:: EXERCISE AIM ::
Return every line in the entries below where the word "translator" shows up.

Source records
------
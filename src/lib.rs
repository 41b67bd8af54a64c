// ABOUTME: Main library entry point for the Workoutkit bridge
// ABOUTME: Validates workout compositions and presents planned workouts on the host platform
//
// SPDX-License-Identifier: MIT OR Apache-2.0
// Copyright (c) 2025 Workoutkit Bridge Project

#![deny(unsafe_code)]

//! # Workoutkit Bridge
//!
//! A cross-runtime bridge exposing declarative workout compositions to a
//! native scheduling framework. Callers submit an untyped composition
//! (activity, ordered steps with goals/targets/alerts, optional repeat
//! groups); the bridge validates it against the declared schema,
//! translates it into a typed plan, presents the result on the host UI,
//! and reports success or a structured error.
//!
//! ## Architecture
//!
//! - **Composition core** ([`composition`]): pure validator and
//!   step-tree translator, the only component with real logic. No I/O,
//!   no shared state, safe to call concurrently.
//! - **Bridge boundary** ([`bridge`]): method dispatch and the
//!   resolved-vs-rejected error policy.
//! - **Collaborator seams** ([`platform`], [`presentation`]): the
//!   capability gate and the UI presentation routine, behind traits.
//!
//! ## Error policy
//!
//! Validation failures resolve as `{success: false, error}` results;
//! transport defects and an unsupported host platform reject the call.
//! The taxonomy is closed and every member is terminal ([`errors`]).
//!
//! ## Example
//!
//! ```rust
//! use serde_json::json;
//! use workoutkit_bridge::composition::translate_composition;
//!
//! let composition = json!({
//!     "activity": {"type": "running"},
//!     "steps": [
//!         {"kind": "warmup", "goal": {"type": "time", "value": 300, "unit": "seconds"}}
//!     ]
//! });
//!
//! let plan = translate_composition("running", &composition).expect("valid composition");
//! assert_eq!(plan.step_count(), 1);
//! ```

/// Bridge boundary: wire protocol and method dispatch
pub mod bridge;

/// Composition validator and step-tree translator
pub mod composition;

/// Environment-based boundary configuration
pub mod config;

/// Application constants organized by domain
pub mod constants;

/// Closed error taxonomy and stable error codes
pub mod errors;

/// Structured logging setup
pub mod logging;

/// Typed domain model for validated plans
pub mod models;

/// Platform capability gate
pub mod platform;

/// UI presentation collaborator and surface traversal
pub mod presentation;
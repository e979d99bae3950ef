//! Read and write functions.

use crate::{
    ast::{Expr, Op},
    options::OptionalParameter,
    query::{call, call_with},
    value::{Value, wrap},
};

/// Fetch the document behind a reference.
///
/// Optional parameters: [`ts`](crate::options::ts).
#[track_caller]
pub fn get(reference: impl Into<Value>, options: impl IntoIterator<Item = OptionalParameter>) -> Expr {
    call_with(Op::Get, vec![wrap(reference)], options)
}

unary! {
    /// Key document for a secret
    key_from_secret => KeyFromSecret;
}

/// Whether a reference exists, or a set is non-empty.
///
/// Optional parameters: [`ts`](crate::options::ts).
#[track_caller]
pub fn exists(reference: impl Into<Value>, options: impl IntoIterator<Item = OptionalParameter>) -> Expr {
    call_with(Op::Exists, vec![wrap(reference)], options)
}

/// One page of a set.
///
/// Optional parameters: [`after`](crate::options::after),
/// [`before`](crate::options::before), [`events_opt`](crate::options::events_opt),
/// [`size`](crate::options::size), [`sources`](crate::options::sources),
/// [`ts`](crate::options::ts).
#[track_caller]
pub fn paginate(set: impl Into<Value>, options: impl IntoIterator<Item = OptionalParameter>) -> Expr {
    call_with(Op::Paginate, vec![wrap(set)], options)
}

// Write

/// Create a document in a collection
pub fn create(collection: impl Into<Value>, params: impl Into<Value>) -> Expr {
    call(Op::Create, vec![wrap(collection), wrap(params)])
}

unary! {
    /// Deprecated alias of [`create_collection`]
    create_class => CreateClass;
    create_collection => CreateCollection;
    create_database => CreateDatabase;
    create_index => CreateIndex;
    create_key => CreateKey;
    create_function => CreateFunction;
    create_role => CreateRole;
    delete => Delete;
}

/// Move a database under another database
pub fn move_database(from: impl Into<Value>, to: impl Into<Value>) -> Expr {
    call(Op::MoveDatabase, vec![wrap(from), wrap(to)])
}

pub fn update(reference: impl Into<Value>, params: impl Into<Value>) -> Expr {
    call(Op::Update, vec![wrap(reference), wrap(params)])
}

pub fn replace(reference: impl Into<Value>, params: impl Into<Value>) -> Expr {
    call(Op::Replace, vec![wrap(reference), wrap(params)])
}

/// Add an event to a document's history, see [`crate::query::action`]
pub fn insert(
    reference: impl Into<Value>,
    ts: impl Into<Value>,
    action: impl Into<Value>,
    params: impl Into<Value>,
) -> Expr {
    call(
        Op::Insert,
        vec![wrap(reference), wrap(ts), wrap(action), wrap(params)],
    )
}

/// Remove an event from a document's history
pub fn remove(reference: impl Into<Value>, ts: impl Into<Value>, action: impl Into<Value>) -> Expr {
    call(Op::Remove, vec![wrap(reference), wrap(ts), wrap(action)])
}
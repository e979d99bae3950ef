//! Set functions.

use crate::{
    ast::{Expr, Op, OptionalField},
    options::OptionalParameter,
    query::{call, call_with},
    value::{Value, wrap},
};

unary! {
    /// Set holding a single reference
    singleton => Singleton;
    /// Event history of a reference or set
    events => Events;
    distinct => Distinct;
}

/// Every document of an index with no terms
pub fn match_(index: impl Into<Value>) -> Expr {
    call(Op::Match, vec![wrap(index)])
}

/// Documents of an index matching `terms`
pub fn match_term(index: impl Into<Value>, terms: impl Into<Value>) -> Expr {
    call_with(
        Op::Match,
        vec![wrap(index)],
        [OptionalParameter::new(OptionalField::Terms, terms)],
    )
}

variadic! {
    union => Union;
    intersection => Intersection;
    difference => Difference;
}

/// Merge `with` into the object `merge`.
///
/// Optional parameters: [`conflict_resolver`](crate::options::conflict_resolver).
#[track_caller]
pub fn merge(
    merge: impl Into<Value>,
    with: impl Into<Value>,
    options: impl IntoIterator<Item = OptionalParameter>,
) -> Expr {
    call_with(Op::Merge, vec![wrap(merge), wrap(with)], options)
}

/// Fold `collection` with `lambda`, starting from `initial`
pub fn reduce(lambda: impl Into<Value>, initial: impl Into<Value>, collection: impl Into<Value>) -> Expr {
    call(Op::Reduce, vec![wrap(lambda), wrap(initial), wrap(collection)])
}

/// Join `source` with an index or lambda
pub fn join(source: impl Into<Value>, target: impl Into<Value>) -> Expr {
    call(Op::Join, vec![wrap(source), wrap(target)])
}

/// Subset of `set` between `from` and `to`, inclusive
pub fn range(set: impl Into<Value>, from: impl Into<Value>, to: impl Into<Value>) -> Expr {
    call(Op::Range, vec![wrap(set), wrap(from), wrap(to)])
}
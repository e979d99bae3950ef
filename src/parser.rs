//! Reader for the debug syntax produced by [`crate::printer`].
//!
//! ```
//! use fql_expr::parser::parse;
//! use fql_expr::query::{get, ref_collection, collection};
//! use fql_expr::options::ts;
//!
//! let expr = parse(r#"Get(RefCollection(Collection("users"), "1"), TS(10))"#).unwrap();
//! assert_eq!(expr, get(ref_collection(collection("users"), "1"), [ts(10)]));
//! ```

use std::{collections::BTreeMap, mem};

use base64::{Engine, engine::general_purpose::URL_SAFE};
use chrono::{DateTime, NaiveDate, Utc};

use crate::{
    ast::{Expr, Let, OptionalField, RefValue, Token},
    error::ParseError,
    lexer::Lexer,
    options::{self, OptionalParameter},
    query::call_by_name,
    value::Value,
};

pub struct Parser {
    lexer: Lexer,
    current_token: Token,
    position: usize,
}

impl Parser {
    pub fn new(mut lexer: Lexer) -> Result<Self, ParseError> {
        let current_token = lexer.next_token()?;
        Ok(Parser {
            position: lexer.token_start(),
            lexer,
            current_token,
        })
    }

    /// Parse a single expression spanning the whole input
    pub fn parse(&mut self) -> Result<Expr, ParseError> {
        let expr = self.parse_expression()?;
        self.expect(Token::Eof, "end of input")?;
        Ok(expr)
    }

    fn advance(&mut self) -> Result<(), ParseError> {
        self.current_token = self.lexer.next_token()?;
        self.position = self.lexer.token_start();
        Ok(())
    }

    fn expect(&mut self, expected: Token, what: &str) -> Result<(), ParseError> {
        if !self.check(&expected) {
            return Err(self.unexpected(what));
        }
        self.advance()
    }

    fn check(&self, token: &Token) -> bool {
        mem::discriminant(&self.current_token) == mem::discriminant(token)
    }

    fn unexpected(&self, expected: &str) -> ParseError {
        ParseError::UnexpectedToken {
            expected: expected.to_string(),
            found: format!("{:?}", self.current_token),
            position: self.position,
        }
    }

    fn expect_string(&mut self) -> Result<String, ParseError> {
        match mem::replace(&mut self.current_token, Token::Eof) {
            Token::String(s) => {
                self.advance()?;
                Ok(s)
            }
            token => {
                self.current_token = token;
                Err(self.unexpected("string"))
            }
        }
    }

    fn expect_identifier(&mut self, name: &str) -> Result<(), ParseError> {
        match &self.current_token {
            Token::Identifier(found) if found == name => self.advance(),
            _ => Err(self.unexpected(name)),
        }
    }

    fn parse_expression(&mut self) -> Result<Expr, ParseError> {
        match mem::replace(&mut self.current_token, Token::Eof) {
            Token::Float(n) => {
                self.advance()?;
                Ok(Expr::Float(n))
            }
            Token::Integer(n) => {
                self.advance()?;
                Ok(Expr::Integer(n))
            }
            Token::String(s) => {
                self.advance()?;
                Ok(Expr::String(s))
            }
            Token::Boolean(b) => {
                self.advance()?;
                Ok(Expr::Boolean(b))
            }
            Token::Null => {
                self.advance()?;
                Ok(Expr::Null)
            }
            Token::Identifier(name) => {
                let start = self.position;
                self.advance()?;
                self.parse_named(name, start)
            }
            token => {
                self.current_token = token;
                Err(self.unexpected("expression"))
            }
        }
    }

    /// Everything that starts with a name: containers, literal wrappers,
    /// `Let` chains and combinator calls
    fn parse_named(&mut self, name: String, start: usize) -> Result<Expr, ParseError> {
        match name.as_str() {
            "Obj" => Ok(Expr::Object(self.parse_fields()?)),
            "SetRefV" => Ok(Expr::SetRef(self.parse_fields()?)),
            "Arr" => {
                self.expect(Token::LBrace, "'{'")?;
                let items = self.parse_list(Token::RBrace, "'}'")?;
                Ok(Expr::Array(items))
            }
            "TimeV" => {
                let s = self.parse_string_arg()?;
                DateTime::parse_from_rfc3339(&s)
                    .map(|t| Expr::Time(t.with_timezone(&Utc)))
                    .map_err(|e| invalid_literal("TimeV", e, start))
            }
            "DateV" => {
                let s = self.parse_string_arg()?;
                NaiveDate::parse_from_str(&s, "%Y-%m-%d")
                    .map(Expr::Date)
                    .map_err(|e| invalid_literal("DateV", e, start))
            }
            "BytesV" => {
                let s = self.parse_string_arg()?;
                URL_SAFE
                    .decode(s.as_bytes())
                    .map(Expr::Bytes)
                    .map_err(|e| invalid_literal("BytesV", e, start))
            }
            "RefV" => self.parse_ref(start).map(Expr::Ref),
            "QueryV" => {
                self.expect(Token::LParen, "'('")?;
                let lambda = self.parse_expression()?;
                self.expect(Token::RParen, "')'")?;
                Ok(Expr::QueryValue(Box::new(lambda)))
            }
            "Let" => self.parse_let(),
            _ => self.parse_call(&name, start),
        }
    }

    fn parse_fields(&mut self) -> Result<BTreeMap<String, Expr>, ParseError> {
        self.expect(Token::LBrace, "'{'")?;
        let mut fields = BTreeMap::new();

        while !self.check(&Token::RBrace) {
            let key = self.expect_string()?;
            self.expect(Token::Colon, "':'")?;
            let value = self.parse_expression()?;
            fields.insert(key, value);

            if !self.check(&Token::RBrace) {
                self.expect(Token::Comma, "',' or '}'")?;
            }
        }

        self.expect(Token::RBrace, "'}'")?;
        Ok(fields)
    }

    /// Comma-separated expressions up to and including `close`
    fn parse_list(&mut self, close: Token, what: &str) -> Result<Vec<Expr>, ParseError> {
        let mut items = vec![];

        while !self.check(&close) {
            items.push(self.parse_expression()?);

            if !self.check(&close) {
                self.expect(Token::Comma, what)?;
            }
        }

        self.expect(close, what)?;
        Ok(items)
    }

    fn parse_string_arg(&mut self) -> Result<String, ParseError> {
        self.expect(Token::LParen, "'('")?;
        let s = self.expect_string()?;
        self.expect(Token::RParen, "')'")?;
        Ok(s)
    }

    /// `RefV("id")`, `RefV("id", collection)` or `RefV("id", collection, database)`
    fn parse_ref(&mut self, start: usize) -> Result<RefValue, ParseError> {
        self.expect(Token::LParen, "'('")?;
        let id = self.expect_string()?;
        let mut nested = vec![];
        while self.check(&Token::Comma) {
            self.advance()?;
            nested.push(self.parse_expression()?);
        }
        self.expect(Token::RParen, "')'")?;

        let mut r = RefValue::new(id);
        let mut nested = nested.into_iter();
        let (collection, database) = (nested.next(), nested.next());
        if nested.next().is_some() {
            return Err(invalid_literal("RefV", "too many arguments", start));
        }

        let not_a_ref = |other: Expr| {
            invalid_literal("RefV", format!("{} is not a reference", other), start)
        };
        match collection {
            Some(Expr::Ref(c)) => r = r.with_collection(c),
            Some(Expr::Null) | None => {}
            Some(other) => return Err(not_a_ref(other)),
        }
        match database {
            Some(Expr::Ref(d)) => r = r.with_database(d),
            Some(Expr::Null) | None => {}
            Some(other) => return Err(not_a_ref(other)),
        }
        Ok(r)
    }

    /// `Let().Bind("x", v)...In(body)`
    fn parse_let(&mut self) -> Result<Expr, ParseError> {
        self.expect(Token::LParen, "'('")?;
        self.expect(Token::RParen, "')'")?;

        let mut bindings = vec![];
        loop {
            self.expect(Token::Dot, "'.Bind' or '.In'")?;
            match &self.current_token {
                Token::Identifier(name) if name == "Bind" => {
                    self.advance()?;
                    self.expect(Token::LParen, "'('")?;
                    let name = self.expect_string()?;
                    self.expect(Token::Comma, "','")?;
                    let value = self.parse_expression()?;
                    self.expect(Token::RParen, "')'")?;
                    bindings.push((name, value));
                }
                _ => break,
            }
        }

        self.expect_identifier("In")?;
        self.expect(Token::LParen, "'('")?;
        let body = self.parse_expression()?;
        self.expect(Token::RParen, "')'")?;

        Ok(Expr::Let(Let {
            bindings,
            body: Box::new(body),
        }))
    }

    fn parse_call(&mut self, name: &str, start: usize) -> Result<Expr, ParseError> {
        self.expect(Token::LParen, "'('")?;
        let mut args = vec![];
        let mut modifiers = vec![];

        while !self.check(&Token::RParen) {
            match self.parse_modifier()? {
                Some(modifier) => modifiers.push(modifier),
                None => args.push(self.parse_expression()?),
            }

            if !self.check(&Token::RParen) {
                self.expect(Token::Comma, "',' or ')'")?;
            }
        }
        self.expect(Token::RParen, "')'")?;

        call_by_name(name, args, modifiers).map_err(|source| ParseError::Build {
            source,
            position: start,
        })
    }

    /// A trailing `TS(x)`, `Size(x)`, `OnlyFirst()` and so on.
    /// Leaves the parser untouched when the next argument is not a modifier.
    fn parse_modifier(&mut self) -> Result<Option<OptionalParameter>, ParseError> {
        let name = match &self.current_token {
            Token::Identifier(name) if OptionalField::from_modifier_name(name).is_some() => {
                name.clone()
            }
            _ => return Ok(None),
        };
        let start = self.position;

        self.advance()?;
        self.expect(Token::LParen, "'('")?;
        let value = if self.check(&Token::RParen) {
            Expr::Null
        } else {
            self.parse_expression()?
        };
        self.expect(Token::RParen, "')'")?;

        options::modifier(&name, Value::Expr(value))
            .map(Some)
            .ok_or(ParseError::UnexpectedToken {
                expected: "modifier".to_string(),
                found: name,
                position: start,
            })
    }
}

fn invalid_literal(kind: &'static str, reason: impl ToString, position: usize) -> ParseError {
    ParseError::InvalidLiteral {
        kind,
        reason: reason.to_string(),
        position,
    }
}

/// Parse a complete expression in debug syntax.
pub fn parse(input: &str) -> Result<Expr, ParseError> {
    Parser::new(Lexer::new(input))?.parse()
}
------
:: SOLVED PROBLEM ::
//!   step-tree translator, the only component with real logic. No I/O,
/// Composition validator and step-tree translator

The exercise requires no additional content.